- [Exercise objective]: Output every record word for word.

- [Material supplied]:

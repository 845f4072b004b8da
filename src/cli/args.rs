//! cli::args
//!
//! Command-line argument definitions using clap derive.
//!
//! # Global Flags
//!
//! These flags are available on all commands:
//! - `--help` / `-h`: Show help
//! - `--version`: Show version
//! - `--config <path>`: Read settings from this file instead of searching
//! - `--debug`: Enable debug logging
//! - `--quiet` / `-q`: Results only

use std::path::PathBuf;

use anyhow::{bail, Context as _, Result};
use clap::{ArgGroup, Args, Parser, Subcommand};

use crate::core::types::OptionValue;
use crate::expr::Expr;

/// optgate - scoped options and a gated display of deferred queries
#[derive(Parser, Debug)]
#[command(name = "optgate")]
#[command(author, version, about, long_about = None)]
pub struct Cli {
    /// Settings file to read instead of the standard locations
    #[arg(long, global = true, value_name = "PATH")]
    pub config: Option<PathBuf>,

    /// Enable debug logging
    #[arg(long, global = true)]
    pub debug: bool,

    /// Results only; no headers or warnings
    #[arg(short, long, global = true)]
    pub quiet: bool,

    #[command(subcommand)]
    pub command: Command,
}

impl Cli {
    /// Parse command-line arguments.
    pub fn parse_args() -> Self {
        Parser::parse()
    }
}

/// Available commands.
#[derive(Subcommand, Debug)]
pub enum Command {
    /// Inspect registered options
    #[command(
        name = "options",
        after_help = "\
EXAMPLES:
    # Everything, with overridden values marked
    optgate options list

    # Only the sql namespace, as JSON
    optgate options list sql --json

    # One value
    optgate options get sql.default_limit"
    )]
    Options {
        #[command(subcommand)]
        action: OptionsAction,
    },

    /// Display an expression, executing it when interactive
    #[command(
        name = "render",
        long_about = "Display a deferred expression against the mock backend.\n\n\
            With interactive=false (the default) only the expression structure is \
            printed and nothing is executed. With interactive=true the expression is \
            compiled with its own limit, or sql.default_limit, and executed.",
        after_help = "\
EXAMPLES:
    # Structure only
    optgate render functional_alltypes

    # Execute with the default row limit
    optgate render functional_alltypes --set interactive=true

    # Execute without any limit
    optgate render functional_alltypes --sum bigint_col \\
        --set interactive=true --set sql.default_limit=none

    # Graph bytes instead of text
    optgate render functional_alltypes --set graphviz_repr=true --png"
    )]
    Render {
        #[command(flatten)]
        query: QueryArgs,

        /// Override an option for this command only
        #[arg(long = "set", value_name = "PATH=VALUE", value_parser = parse_override)]
        overrides: Vec<(String, OptionValue)>,

        /// Write the graphical representation to stdout instead of text
        #[arg(long)]
        png: bool,
    },

    /// Print the query an expression compiles to, without executing it
    #[command(name = "compile")]
    Compile {
        #[command(flatten)]
        query: QueryArgs,
    },

    /// Generate shell completion scripts
    #[command(
        name = "completion",
        after_help = "\
EXAMPLES:
    # Bash (add to ~/.bashrc)
    optgate completion bash >> ~/.bashrc

    # Zsh
    optgate completion zsh > ~/.zfunc/_optgate"
    )]
    Completion {
        /// Shell to generate completions for
        #[arg(value_enum)]
        shell: Shell,
    },
}

/// Options subcommands
#[derive(Subcommand, Debug, Clone)]
pub enum OptionsAction {
    /// List options, optionally under a namespace
    List {
        /// Namespace prefix such as `sql`
        prefix: Option<String>,

        /// Output as JSON
        #[arg(long)]
        json: bool,
    },
    /// Print an option's current value
    Get {
        /// Dotted option path
        path: String,
    },
    /// Show an option's value, default and description
    Describe {
        /// Dotted option path
        path: String,
    },
}

/// Expression built from command-line selectors.
#[derive(Args, Debug, Clone)]
#[command(group(
    ArgGroup::new("operation").args(["sum", "value_counts", "topk", "histogram"])
))]
pub struct QueryArgs {
    /// Table to read
    pub table: String,

    /// Drop rows whose column holds one of the values
    #[arg(long, value_name = "COL=V1,V2", value_parser = parse_not_in)]
    pub not_in: Option<(String, Vec<String>)>,

    /// Sum a column
    #[arg(long, value_name = "COL")]
    pub sum: Option<String>,

    /// Count rows per distinct value of a column
    #[arg(long, value_name = "COL")]
    pub value_counts: Option<String>,

    /// Most frequent values of a column
    #[arg(long, num_args = 2, value_names = ["COL", "K"])]
    pub topk: Option<Vec<String>>,

    /// Equal-width histogram counts of a column
    #[arg(long, num_args = 2, value_names = ["COL", "BINS"])]
    pub histogram: Option<Vec<String>>,

    /// Limit placed on the expression itself
    #[arg(long, value_name = "N")]
    pub limit: Option<u64>,
}

impl QueryArgs {
    /// Build the expression these selectors describe.
    pub fn to_expr(&self) -> Result<Expr> {
        let mut expr = Expr::table(&self.table);

        if let Some((column, values)) = &self.not_in {
            expr = expr.not_in(column, values.iter().cloned());
        }

        if let Some(column) = &self.sum {
            expr = expr.sum(column);
        } else if let Some(column) = &self.value_counts {
            expr = expr.value_counts(column);
        } else if let Some(pair) = &self.topk {
            let (column, k) = column_and_count(pair, "--topk")?;
            expr = expr.topk(column, k);
        } else if let Some(pair) = &self.histogram {
            let (column, bins) = column_and_count(pair, "--histogram")?;
            let bins = u32::try_from(bins).context("--histogram BINS is too large")?;
            expr = expr.histogram_counts(column, bins);
        }

        if let Some(n) = self.limit {
            expr = expr.limit(n);
        }

        Ok(expr)
    }
}

fn column_and_count<'a>(pair: &'a [String], flag: &str) -> Result<(&'a str, u64)> {
    let [column, count] = pair else {
        bail!("{flag} takes a column and a count");
    };
    let count = count
        .parse::<u64>()
        .with_context(|| format!("{flag}: '{count}' is not a non-negative integer"))?;
    Ok((column.as_str(), count))
}

/// Parse `path=value` for `--set`.
fn parse_override(raw: &str) -> Result<(String, OptionValue), String> {
    let (path, value) = raw
        .split_once('=')
        .ok_or_else(|| format!("expected PATH=VALUE, got '{raw}'"))?;
    if path.is_empty() {
        return Err(format!("missing option path in '{raw}'"));
    }
    Ok((path.to_string(), OptionValue::parse(value)))
}

/// Parse `column=v1,v2` for `--not-in`.
fn parse_not_in(raw: &str) -> Result<(String, Vec<String>), String> {
    let (column, values) = raw
        .split_once('=')
        .ok_or_else(|| format!("expected COL=V1,V2, got '{raw}'"))?;
    if column.is_empty() {
        return Err(format!("missing column in '{raw}'"));
    }
    let values = values
        .split(',')
        .filter(|v| !v.is_empty())
        .map(str::to_string)
        .collect();
    Ok((column.to_string(), values))
}

/// Supported shells for completion
#[derive(clap::ValueEnum, Debug, Clone, Copy)]
#[allow(clippy::enum_variant_names)]
pub enum Shell {
    Bash,
    Zsh,
    Fish,
    PowerShell,
}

- [Reply]:
repository 845f4072b004b8da
filename src/cli/args.rs
//! cli::args
//!
//! Command-line argument definitions using clap derive.
//!
//! # Global Flags
//!
//! These flags are available on all commands:
//! - `--help` / `-h`: Show help
//! - `--version`: Show version
//! - `--config <path>`: Read settings from this file instead of searching
//! - `--debug`: Enable debug logging
//! - `--quiet` / `-q`: Results only

use std::path::PathBuf;

use anyhow::{bail, Context as _, Result};
use clap::{ArgGroup, Args, Parser, Subcommand};

use crate::core::types::OptionValue;
use crate::expr::Expr;

/// optgate - scoped options and a gated display of deferred queries
#[derive(Parser, Debug)]
#[command(name = "optgate")]
#[command(author, version, about, long_about = None)]
pub struct Cli {
    /// Settings file to read instead of the standard locations
    #[arg(long, global = true, value_name = "PATH")]
    pub config: Option<PathBuf>,

    /// Enable debug logging
    #[arg(long, global = true)]
    pub debug: bool,

    /// Results only; no headers or warnings
    #[arg(short, long, global = true)]
    pub quiet: bool,

    #[command(subcommand)]
    pub command: Command,
}

impl Cli {
    /// Parse command-line arguments.
    pub fn parse_args() -> Self {
        Parser::parse()
    }
}

/// Available commands.
#[derive(Subcommand, Debug)]
pub enum Command {
    /// Inspect registered options
    #[command(
        name = "options",
        after_help = "\
EXAMPLES:
    # Everything, with overridden values marked
    optgate options list

    # Only the sql namespace, as JSON
    optgate options list sql --json

    # One value
    optgate options get sql.default_limit"
    )]
    Options {
        #[command(subcommand)]
        action: OptionsAction,
    },

    /// Display an expression, executing it when interactive
    #[command(
        name = "render",
        long_about = "Display a deferred expression against the mock backend.\n\n\
            With interactive=false (the default) only the expression structure is \
            printed and nothing is executed. With interactive=true the expression is \
            compiled with its own limit, or sql.default_limit, and executed.",
        after_help = "\
EXAMPLES:
    # Structure only
    optgate render functional_alltypes

    # Execute with the default row limit
    optgate render functional_alltypes --set interactive=true

    # Execute without any limit
    optgate render functional_alltypes --sum bigint_col \\
        --set interactive=true --set sql.default_limit=none

    # Graph bytes instead of text
    optgate render functional_alltypes --set graphviz_repr=true --png"
    )]
    Render {
        #[command(flatten)]
        query: QueryArgs,

        /// Override an option for this command only
        #[arg(long = "set", value_name = "PATH=VALUE", value_parser = parse_override)]
        overrides: Vec<(String, OptionValue)>,

        /// Write the graphical representation to stdout instead of text
        #[arg(long)]
        png: bool,
    },

    /// Print the query an expression compiles to, without executing it
    #[command(name = "compile")]
    Compile {
        #[command(flatten)]
        query: QueryArgs,
    },

    /// Generate shell completion scripts
    #[command(
        name = "completion",
        after_help = "\
EXAMPLES:
    # Bash (add to ~/.bashrc)
    optgate completion bash >> ~/.bashrc

    # Zsh
    optgate completion zsh > ~/.zfunc/_optgate"
    )]
    Completion {
        /// Shell to generate completions for
        #[arg(value_enum)]
        shell: Shell,
    },
}

/// Options subcommands
#[derive(Subcommand, Debug, Clone)]
pub enum OptionsAction {
    /// List options, optionally under a namespace
    List {
        /// Namespace prefix such as `sql`
        prefix: Option<String>,

        /// Output as JSON
        #[arg(long)]
        json: bool,
    },
    /// Print an option's current value
    Get {
        /// Dotted option path
        path: String,
    },
    /// Show an option's value, default and description
    Describe {
        /// Dotted option path
        path: String,
    },
}

/// Expression built from command-line selectors.
#[derive(Args, Debug, Clone)]
#[command(group(
    ArgGroup::new("operation").args(["sum", "value_counts", "topk", "histogram"])
))]
pub struct QueryArgs {
    /// Table to read
    pub table: String,

    /// Drop rows whose column holds one of the values
    #[arg(long, value_name = "COL=V1,V2", value_parser = parse_not_in)]
    pub not_in: Option<(String, Vec<String>)>,

    /// Sum a column
    #[arg(long, value_name = "COL")]
    pub sum: Option<String>,

    /// Count rows per distinct value of a column
    #[arg(long, value_name = "COL")]
    pub value_counts: Option<String>,

    /// Most frequent values of a column
    #[arg(long, num_args = 2, value_names = ["COL", "K"])]
    pub topk: Option<Vec<String>>,

    /// Equal-width histogram counts of a column
    #[arg(long, num_args = 2, value_names = ["COL", "BINS"])]
    pub histogram: Option<Vec<String>>,

    /// Limit placed on the expression itself
    #[arg(long, value_name = "N")]
    pub limit: Option<u64>,
}

impl QueryArgs {
    /// Build the expression these selectors describe.
    pub fn to_expr(&self) -> Result<Expr> {
        let mut expr = Expr::table(&self.table);

        if let Some((column, values)) = &self.not_in {
            expr = expr.not_in(column, values.iter().cloned());
        }

        if let Some(column) = &self.sum {
            expr = expr.sum(column);
        } else if let Some(column) = &self.value_counts {
            expr = expr.value_counts(column);
        } else if let Some(pair) = &self.topk {
            let (column, k) = column_and_count(pair, "--topk")?;
            expr = expr.topk(column, k);
        } else if let Some(pair) = &self.histogram {
            let (column, bins) = column_and_count(pair, "--histogram")?;
            let bins = u32::try_from(bins).context("--histogram BINS is too large")?;
            expr = expr.histogram_counts(column, bins);
        }

        if let Some(n) = self.limit {
            expr = expr.limit(n);
        }

        Ok(expr)
    }
}

fn column_and_count<'a>(pair: &'a [String], flag: &str) -> Result<(&'a str, u64)> {
    let [column, count] = pair else {
        bail!("{flag} takes a column and a count");
    };
    let count = count
        .parse::<u64>()
        .with_context(|| format!("{flag}: '{count}' is not a non-negative integer"))?;
    Ok((column.as_str(), count))
}

/// Parse `path=value` for `--set`.
fn parse_override(raw: &str) -> Result<(String, OptionValue), String> {
    let (path, value) = raw
        .split_once('=')
        .ok_or_else(|| format!("expected PATH=VALUE, got '{raw}'"))?;
    if path.is_empty() {
        return Err(format!("missing option path in '{raw}'"));
    }
    Ok((path.to_string(), OptionValue::parse(value)))
}

/// Parse `column=v1,v2` for `--not-in`.
fn parse_not_in(raw: &str) -> Result<(String, Vec<String>), String> {
    let (column, values) = raw
        .split_once('=')
        .ok_or_else(|| format!("expected COL=V1,V2, got '{raw}'"))?;
    if column.is_empty() {
        return Err(format!("missing column in '{raw}'"));
    }
    let values = values
        .split(',')
        .filter(|v| !v.is_empty())
        .map(str::to_string)
        .collect();
    Ok((column.to_string(), values))
}

/// Supported shells for completion
#[derive(clap::ValueEnum, Debug, Clone, Copy)]
#[allow(clippy::enum_variant_names)]
pub enum Shell {
    Bash,
    Zsh,
    Fish,
    PowerShell,
}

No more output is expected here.